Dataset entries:
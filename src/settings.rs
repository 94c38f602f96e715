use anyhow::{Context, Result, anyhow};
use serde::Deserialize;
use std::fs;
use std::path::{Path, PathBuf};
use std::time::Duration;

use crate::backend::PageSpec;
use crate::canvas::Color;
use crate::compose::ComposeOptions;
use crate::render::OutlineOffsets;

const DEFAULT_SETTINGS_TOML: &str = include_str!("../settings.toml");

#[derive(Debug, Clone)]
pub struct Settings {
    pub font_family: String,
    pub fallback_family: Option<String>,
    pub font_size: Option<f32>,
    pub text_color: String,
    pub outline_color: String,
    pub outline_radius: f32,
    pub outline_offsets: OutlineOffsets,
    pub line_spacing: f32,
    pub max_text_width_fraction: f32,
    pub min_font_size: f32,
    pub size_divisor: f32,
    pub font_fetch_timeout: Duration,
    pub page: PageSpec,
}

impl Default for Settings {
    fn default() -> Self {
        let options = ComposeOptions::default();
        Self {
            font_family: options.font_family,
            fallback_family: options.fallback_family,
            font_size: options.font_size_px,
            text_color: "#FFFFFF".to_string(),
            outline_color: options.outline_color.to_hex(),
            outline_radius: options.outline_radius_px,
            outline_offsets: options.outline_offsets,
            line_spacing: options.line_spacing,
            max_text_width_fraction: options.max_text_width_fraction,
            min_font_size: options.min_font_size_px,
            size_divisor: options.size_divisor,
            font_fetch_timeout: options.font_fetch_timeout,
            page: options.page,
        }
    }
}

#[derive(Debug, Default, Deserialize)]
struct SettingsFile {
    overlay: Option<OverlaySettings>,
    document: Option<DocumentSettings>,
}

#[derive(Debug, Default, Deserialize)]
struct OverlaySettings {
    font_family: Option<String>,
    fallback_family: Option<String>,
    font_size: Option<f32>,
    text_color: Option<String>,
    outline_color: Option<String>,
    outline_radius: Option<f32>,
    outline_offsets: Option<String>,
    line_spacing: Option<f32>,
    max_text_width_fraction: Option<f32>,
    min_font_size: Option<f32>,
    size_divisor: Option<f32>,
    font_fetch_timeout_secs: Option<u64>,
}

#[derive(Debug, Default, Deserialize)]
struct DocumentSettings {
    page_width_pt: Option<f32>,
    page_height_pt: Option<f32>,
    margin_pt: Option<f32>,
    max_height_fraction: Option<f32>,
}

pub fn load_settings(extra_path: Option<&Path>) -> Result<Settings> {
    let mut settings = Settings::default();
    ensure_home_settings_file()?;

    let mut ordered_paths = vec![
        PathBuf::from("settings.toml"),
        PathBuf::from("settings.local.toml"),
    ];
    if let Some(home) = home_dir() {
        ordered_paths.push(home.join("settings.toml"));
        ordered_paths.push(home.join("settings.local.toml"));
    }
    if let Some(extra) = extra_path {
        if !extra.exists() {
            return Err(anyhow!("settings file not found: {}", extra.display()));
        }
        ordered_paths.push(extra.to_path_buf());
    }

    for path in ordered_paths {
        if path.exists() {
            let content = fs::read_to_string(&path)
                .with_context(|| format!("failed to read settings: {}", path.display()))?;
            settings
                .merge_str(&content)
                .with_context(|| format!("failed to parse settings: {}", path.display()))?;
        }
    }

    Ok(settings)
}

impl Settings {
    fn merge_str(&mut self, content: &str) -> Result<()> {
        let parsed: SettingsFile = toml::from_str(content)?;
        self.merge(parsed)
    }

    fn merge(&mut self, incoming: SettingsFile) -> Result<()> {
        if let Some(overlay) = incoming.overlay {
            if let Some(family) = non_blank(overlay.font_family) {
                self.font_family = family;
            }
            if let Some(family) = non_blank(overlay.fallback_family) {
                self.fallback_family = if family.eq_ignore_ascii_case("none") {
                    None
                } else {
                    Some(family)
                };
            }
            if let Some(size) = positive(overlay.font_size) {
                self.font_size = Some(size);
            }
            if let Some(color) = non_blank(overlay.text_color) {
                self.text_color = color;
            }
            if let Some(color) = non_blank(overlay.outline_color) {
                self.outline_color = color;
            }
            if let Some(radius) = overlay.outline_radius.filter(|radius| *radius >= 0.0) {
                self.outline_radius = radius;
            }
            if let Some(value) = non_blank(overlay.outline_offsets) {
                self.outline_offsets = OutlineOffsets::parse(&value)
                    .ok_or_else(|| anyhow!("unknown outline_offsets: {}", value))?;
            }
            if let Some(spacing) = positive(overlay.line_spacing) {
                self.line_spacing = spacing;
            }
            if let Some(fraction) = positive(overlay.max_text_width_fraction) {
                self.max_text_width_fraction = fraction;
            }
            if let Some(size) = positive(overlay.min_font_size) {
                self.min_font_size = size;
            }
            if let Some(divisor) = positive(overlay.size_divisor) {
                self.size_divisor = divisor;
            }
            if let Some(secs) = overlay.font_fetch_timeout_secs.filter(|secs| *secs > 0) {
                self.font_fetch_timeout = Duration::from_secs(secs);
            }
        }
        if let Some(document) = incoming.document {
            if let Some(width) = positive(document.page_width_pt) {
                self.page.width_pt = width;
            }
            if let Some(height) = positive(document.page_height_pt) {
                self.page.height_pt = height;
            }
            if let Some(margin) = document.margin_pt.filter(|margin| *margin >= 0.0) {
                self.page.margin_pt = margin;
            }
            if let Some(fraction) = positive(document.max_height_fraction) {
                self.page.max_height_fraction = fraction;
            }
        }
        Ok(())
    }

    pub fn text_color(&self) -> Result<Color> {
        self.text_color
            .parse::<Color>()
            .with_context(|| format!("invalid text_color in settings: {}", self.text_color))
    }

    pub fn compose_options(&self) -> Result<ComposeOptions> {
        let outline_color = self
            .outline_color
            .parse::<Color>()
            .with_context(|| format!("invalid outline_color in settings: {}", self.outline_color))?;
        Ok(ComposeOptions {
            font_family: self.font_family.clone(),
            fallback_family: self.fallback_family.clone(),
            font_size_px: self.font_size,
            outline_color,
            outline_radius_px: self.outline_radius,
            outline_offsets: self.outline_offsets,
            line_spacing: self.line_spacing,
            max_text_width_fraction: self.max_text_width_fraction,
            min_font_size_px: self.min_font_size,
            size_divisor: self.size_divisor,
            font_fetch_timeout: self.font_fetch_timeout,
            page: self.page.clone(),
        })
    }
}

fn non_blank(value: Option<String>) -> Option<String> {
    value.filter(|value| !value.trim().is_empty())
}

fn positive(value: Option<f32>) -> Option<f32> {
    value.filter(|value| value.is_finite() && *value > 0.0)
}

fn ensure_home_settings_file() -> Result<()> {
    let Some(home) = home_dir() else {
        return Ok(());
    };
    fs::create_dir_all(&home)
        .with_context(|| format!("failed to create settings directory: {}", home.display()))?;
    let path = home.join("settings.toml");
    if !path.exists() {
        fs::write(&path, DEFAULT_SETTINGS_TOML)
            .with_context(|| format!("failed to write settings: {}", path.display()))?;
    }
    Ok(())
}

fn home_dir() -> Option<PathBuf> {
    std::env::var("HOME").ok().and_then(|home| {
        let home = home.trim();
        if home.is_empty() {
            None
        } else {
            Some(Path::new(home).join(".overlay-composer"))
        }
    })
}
--
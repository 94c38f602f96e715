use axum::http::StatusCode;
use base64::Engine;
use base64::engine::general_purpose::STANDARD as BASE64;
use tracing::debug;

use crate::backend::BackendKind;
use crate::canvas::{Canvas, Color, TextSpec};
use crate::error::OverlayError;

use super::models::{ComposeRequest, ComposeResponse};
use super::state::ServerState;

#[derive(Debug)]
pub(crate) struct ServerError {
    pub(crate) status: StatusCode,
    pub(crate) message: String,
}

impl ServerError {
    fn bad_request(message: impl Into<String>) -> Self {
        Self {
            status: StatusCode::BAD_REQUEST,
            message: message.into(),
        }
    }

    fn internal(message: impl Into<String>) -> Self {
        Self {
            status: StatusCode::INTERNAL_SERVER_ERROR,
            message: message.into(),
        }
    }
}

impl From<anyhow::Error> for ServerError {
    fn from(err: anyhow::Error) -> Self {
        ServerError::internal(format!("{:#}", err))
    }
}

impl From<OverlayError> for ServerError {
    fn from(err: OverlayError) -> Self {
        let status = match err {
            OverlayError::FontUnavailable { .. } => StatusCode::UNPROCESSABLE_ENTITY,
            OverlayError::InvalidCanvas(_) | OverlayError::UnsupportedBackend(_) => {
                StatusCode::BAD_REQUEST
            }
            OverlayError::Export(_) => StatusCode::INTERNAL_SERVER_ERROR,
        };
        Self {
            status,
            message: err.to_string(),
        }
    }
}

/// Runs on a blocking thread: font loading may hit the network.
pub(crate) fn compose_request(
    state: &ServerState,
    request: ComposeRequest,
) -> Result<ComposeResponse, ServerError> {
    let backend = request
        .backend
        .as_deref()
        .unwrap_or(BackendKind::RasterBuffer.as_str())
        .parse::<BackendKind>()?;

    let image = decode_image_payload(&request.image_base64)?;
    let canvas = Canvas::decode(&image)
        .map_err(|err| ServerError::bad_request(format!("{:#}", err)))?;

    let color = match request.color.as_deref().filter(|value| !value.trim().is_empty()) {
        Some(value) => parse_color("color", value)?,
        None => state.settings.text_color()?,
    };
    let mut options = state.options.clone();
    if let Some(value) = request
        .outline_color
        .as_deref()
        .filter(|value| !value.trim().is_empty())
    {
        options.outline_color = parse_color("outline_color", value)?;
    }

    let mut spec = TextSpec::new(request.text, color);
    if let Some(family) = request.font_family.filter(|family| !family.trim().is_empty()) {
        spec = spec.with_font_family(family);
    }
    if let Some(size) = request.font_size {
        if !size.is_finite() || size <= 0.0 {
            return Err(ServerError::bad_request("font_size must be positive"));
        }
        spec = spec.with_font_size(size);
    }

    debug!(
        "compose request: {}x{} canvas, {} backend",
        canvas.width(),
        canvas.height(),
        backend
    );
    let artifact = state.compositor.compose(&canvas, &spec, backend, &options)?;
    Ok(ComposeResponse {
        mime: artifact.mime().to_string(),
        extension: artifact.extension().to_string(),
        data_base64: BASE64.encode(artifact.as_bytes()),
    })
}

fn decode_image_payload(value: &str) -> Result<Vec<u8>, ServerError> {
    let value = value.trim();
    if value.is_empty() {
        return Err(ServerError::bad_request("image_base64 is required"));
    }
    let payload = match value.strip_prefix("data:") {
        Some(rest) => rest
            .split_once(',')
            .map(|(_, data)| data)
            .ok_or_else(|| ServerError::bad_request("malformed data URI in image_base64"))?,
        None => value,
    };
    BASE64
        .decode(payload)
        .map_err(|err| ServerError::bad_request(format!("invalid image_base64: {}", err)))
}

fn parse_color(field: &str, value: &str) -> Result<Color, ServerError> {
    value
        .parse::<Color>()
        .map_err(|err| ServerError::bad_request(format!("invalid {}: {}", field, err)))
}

▶ [REQUIRED WORK]: Reproduce every line from the preceding data in which the word "BackendKind" can be found.

▶ [TASK OUTPUT]:
use crate::backend::BackendKind;
        .unwrap_or(BackendKind::RasterBuffer.as_str())
        .parse::<BackendKind>()?;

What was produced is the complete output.